Appeal from judgment of Court of Oyer and Terminer of Delaware County, Dec. T., 1966, Nos. 334 and 335, in case of Commonwealth of Pennsylvania v. Frank Powell.

COUNSEL

Rodger L. Mutzel, with him Kassab, Cherry, Curran & Archbold, for appellant.

Vram Nedurian, Jr., Assistant District Attorney, with him Ralph B. D'Iorio, Assistant District Attorney, William R. Toal, Jr., First Assistant District Attorney, and Stephen J. McEwen, Jr., District Attorney, for Commonwealth, appellee.

Bell, C. J., Musmanno, Jones, Cohen, Eagen, O'Brien and Roberts, JJ. Opinion by Mr. Chief Justice Bell. Mr. Justice Cohen concurs in the result. Dissenting Opinion by Mr. Justice Jones. Dissenting Opinion by Mr. Justice Roberts. Mr. Justice O'Brien joins in this dissenting opinion.

Author: Bell

[ 429 Pa.

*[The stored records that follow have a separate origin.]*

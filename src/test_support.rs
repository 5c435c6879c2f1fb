//! Helpers shared by unit tests.

use std::io;
use std::sync::{Arc, Mutex};
use tracing_subscriber::fmt::MakeWriter;

/// In-memory log sink.
#[derive(Clone, Default)]
struct LogBuffer(Arc<Mutex<Vec<u8>>>);

impl io::Write for LogBuffer {
    fn write(&mut self, buf: &[u8]) -> io::Result<usize> {
        self.0.lock().unwrap().extend_from_slice(buf);
        Ok(buf.len())
    }

    fn flush(&mut self) -> io::Result<()> {
        Ok(())
    }
}

impl<'a> MakeWriter<'a> for LogBuffer {
    type Writer = LogBuffer;

    fn make_writer(&'a self) -> Self::Writer {
        self.clone()
    }
}

/// Run `f` with `info`-level logging captured on the current thread.
pub fn capture_logs<T>(f: impl FnOnce() -> T) -> (T, String) {
    let buffer = LogBuffer::default();
    let subscriber = tracing_subscriber::fmt()
        .with_writer(buffer.clone())
        .with_ansi(false)
        .with_target(false)
        .with_max_level(tracing::Level::INFO)
        .finish();

    let result = tracing::subscriber::with_default(subscriber, f);
    let logs = String::from_utf8_lossy(&buffer.0.lock().unwrap()).into_owned();
    (result, logs)
}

Page 2]

This is an appeal from the Judgment of Sentence entered on a conviction of voluntary manslaughter after a jury trial which lasted two days. The crime for which defendant was convicted occurred on July 10, 1965. Defendant was arrested on August 20, 1966, and pleaded not guilty to the indictments charging him with the murder, voluntary manslaughter, and involuntary manslaughter of Dicky Willmore.

The most important contention made by defendant in this appeal is that the trial Judge abused his discretion in refusing to grant defendant's motion for sequestration of three out of the four Commonwealth witnesses. We note at the outset that two of the witnesses whom defendant requested to be sequestered had testified at a preliminary hearing, as well as at a habeas corpus hearing. The notes of both hearings were available to defendant and his counsel at trial. The

[ 429 Pa. Page 3]

    third witness was not present in Court at the time defendant's motion for sequestration was made, nor was he present during the testimony of the other witnesses. Sequestration was granted by the Court as to the fourth witness, who nevertheless refused to testify at the trial.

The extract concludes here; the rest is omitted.